13. On a perusal of the petition filed by the first respondent before the W.C.Commissioner at paragraph 3, it is clearly stated that he fell down on the right side from the tractor. Similarly, in the documentary evidence, which have been produced by the claimants in the form of Ex.P-1 FIR, Ex.P-2 statement, Ex.P-3 wound certificate and Ex.P-5 charge sheet, it is categorically stated that he fell down from the tractor. While in the oral evidence, in the examination-in-chief, it is stated that he fell down from the vehicle. In the cross-examination also, he has stated that he was sitting on the tractor-trailer. The W.C. Commissioner has in fact tried to justify that the first respondent was sitting on the tractor as the trailer was full of firewood and that there was no place for him to sit in the trailer. That apart, in the case of Oriental Insurance Co.Ltd., V/s. Premlata Shukla (2007 ACJ 1928), it has been stated that when once a document has been produced by a party in order to rely upon a fact, the same document cannot be resiled from, in order to contend otherwise. In the instant case, the documents referred to supra, produced by the claimant categorically state that the first respondent fell from the tractor.

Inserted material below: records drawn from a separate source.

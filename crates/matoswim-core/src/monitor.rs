//! Wiring of the whole pipeline.
//!
//! A [`Monitor`] owns the tracker and the poll scheduler and runs the poll
//! loop and the notification dispatcher as background tasks.

use std::sync::{Arc, Mutex, PoisonError};

use time::OffsetDateTime;
use tokio::task::JoinHandle;
use tokio_util::sync::CancellationToken;
use tracing::info;

use crate::fetch::Fetcher;
use crate::notify::{NotificationDispatcher, Notifier};
use crate::poll::{PollOptions, PollScheduler, local_now};
use crate::preferences::Preferences;
use crate::seed::SeedData;
use crate::tracker::{ReadingTracker, SharedTracker, TrackerOptions};

/// Options for a [`Monitor`].
#[derive(Debug, Clone, Default)]
pub struct MonitorOptions {
    pub tracker: TrackerOptions,
    pub poll: PollOptions,
}

/// The running monitor.
///
/// # Example
///
/// ```
/// use std::sync::Arc;
/// use matoswim_core::{LogNotifier, MemoryStore, MockFetcher, Monitor, Preferences};
///
/// #[tokio::main]
/// async fn main() {
///     let monitor = Monitor::new(
///         Preferences::new(MemoryStore::new()),
///         None,
///         Arc::new(MockFetcher::with_temperature(18.5)),
///         Arc::new(LogNotifier),
///         Default::default(),
///     );
///     monitor.poller().refresh().await;
///     let snapshot = monitor.tracker().lock().await.snapshot();
///     assert_eq!(snapshot.display, "18.5°C");
/// }
/// ```
pub struct Monitor {
    tracker: SharedTracker,
    poller: Arc<PollScheduler>,
    notifier: Arc<dyn Notifier>,
    cancel: CancellationToken,
    tasks: Mutex<Vec<JoinHandle<()>>>,
}

impl std::fmt::Debug for Monitor {
    fn fmt(&self, f: &mut std::fmt::Formatter<'_>) -> std::fmt::Result {
        f.debug_struct("Monitor")
            .field("poller", &self.poller)
            .finish_non_exhaustive()
    }
}

impl Monitor {
    /// Restore state and build the pipeline. Nothing runs until
    /// [`start`](Self::start).
    pub fn new(
        preferences: Preferences,
        seed: Option<&SeedData>,
        fetcher: Arc<dyn Fetcher>,
        notifier: Arc<dyn Notifier>,
        options: MonitorOptions,
    ) -> Self {
        Self::activate_at(preferences, seed, fetcher, notifier, options, local_now())
    }

    /// Like [`new`](Self::new) with an explicit activation time.
    pub fn activate_at(
        preferences: Preferences,
        seed: Option<&SeedData>,
        fetcher: Arc<dyn Fetcher>,
        notifier: Arc<dyn Notifier>,
        options: MonitorOptions,
        now: OffsetDateTime,
    ) -> Self {
        let tracker = ReadingTracker::activate(preferences, seed, now, options.tracker)
            .into_shared();
        let poller = Arc::new(PollScheduler::new(
            Arc::clone(&tracker),
            fetcher,
            options.poll,
        ));

        Self {
            tracker,
            poller,
            notifier,
            cancel: CancellationToken::new(),
            tasks: Mutex::new(Vec::new()),
        }
    }

    /// The shared tracker.
    pub fn tracker(&self) -> &SharedTracker {
        &self.tracker
    }

    /// The poll scheduler.
    pub fn poller(&self) -> &Arc<PollScheduler> {
        &self.poller
    }

    /// Token cancelled by [`shutdown`](Self::shutdown).
    pub fn cancellation_token(&self) -> CancellationToken {
        self.cancel.clone()
    }

    /// Spawn the poll loop and the notification dispatcher.
    ///
    /// The poll loop runs its activation cycle immediately.
    pub async fn start(&self) {
        let dispatcher =
            NotificationDispatcher::new(Arc::clone(&self.tracker), Arc::clone(&self.notifier))
                .await;

        let poll_task = tokio::spawn(Arc::clone(&self.poller).run(self.cancel.child_token()));
        let dispatch_task = tokio::spawn(dispatcher.run(self.cancel.child_token()));

        self.tasks
            .lock()
            .unwrap_or_else(PoisonError::into_inner)
            .extend([poll_task, dispatch_task]);
        info!("Monitor started");
    }

    /// Stop the background tasks and wait for them to finish.
    pub async fn shutdown(&self) {
        self.cancel.cancel();
        let tasks: Vec<_> = self
            .tasks
            .lock()
            .unwrap_or_else(PoisonError::into_inner)
            .drain(..)
            .collect();
        for task in tasks {
            let _ = task.await;
        }
        info!("Monitor stopped");
    }
}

14. In this regard, reliance could be placed on the judgment of this court in MFA.No.7468/2002 (United Insurance Co.Ltd. V/s. Channawwa and others disposed of on 05/07/2005) which has been followed in MFA.No.7932/2006 (Sri.Syed Abdul Majeed and another V/s. Sri. M. Raja and others disposed of on 11/11/2010) and in the case of Iffco-Tokio General Insurance Co.Ltd., V/s. Sulochana and others (2010 ACJ 1522). In all these cases, it has been held that the risk of the persons sitting on a tractor is not covered under the terms and conditions of the policy.
15. The judgment in MFA.No.10139/2006 disposed of on 11/11/2011 (National Insurance Co.Ltd. V/s. Smt. Bhadravva and another) would not be applicable to the case at hand since the first respondent has admitted not only in his pleadings, but also in the documentary evidence which has been produced by him that he was sitting on the tractor. Therefore, it was not necessary to further elicit in his cross-examination that he was sitting on the tractor. At this stage, it cannot be contended that he was not sitting on the tractor and that he fell down from the trailer. The W.C. Commissioner was, therefore, not right in fastening the liability on the insurance company in the face of the evidence being contrary. There is a violation of Regulation 28 of the Motor Vehicles Rules, which states that "a driver when driving a tractor shall not carry or allow any person to be carried on tractor." Therefore, the W.C. Commissioner's order requires interference as the substantial questions of law raised herein have to be answered in favour of the insurance company. The Commissioner was not justified in saddling the liability on the appellant as the first respondent was travelling on the tractor and his risk was not covered under the terms of the policy.
16. In the result, the appeal is allowed. As far as the appellant-insurance company is concerned, it is exonerated of its liability. The second respondent is liable to satisfy the order of the W.C. Commissioner. The amount in deposit to be refunded to the appellant.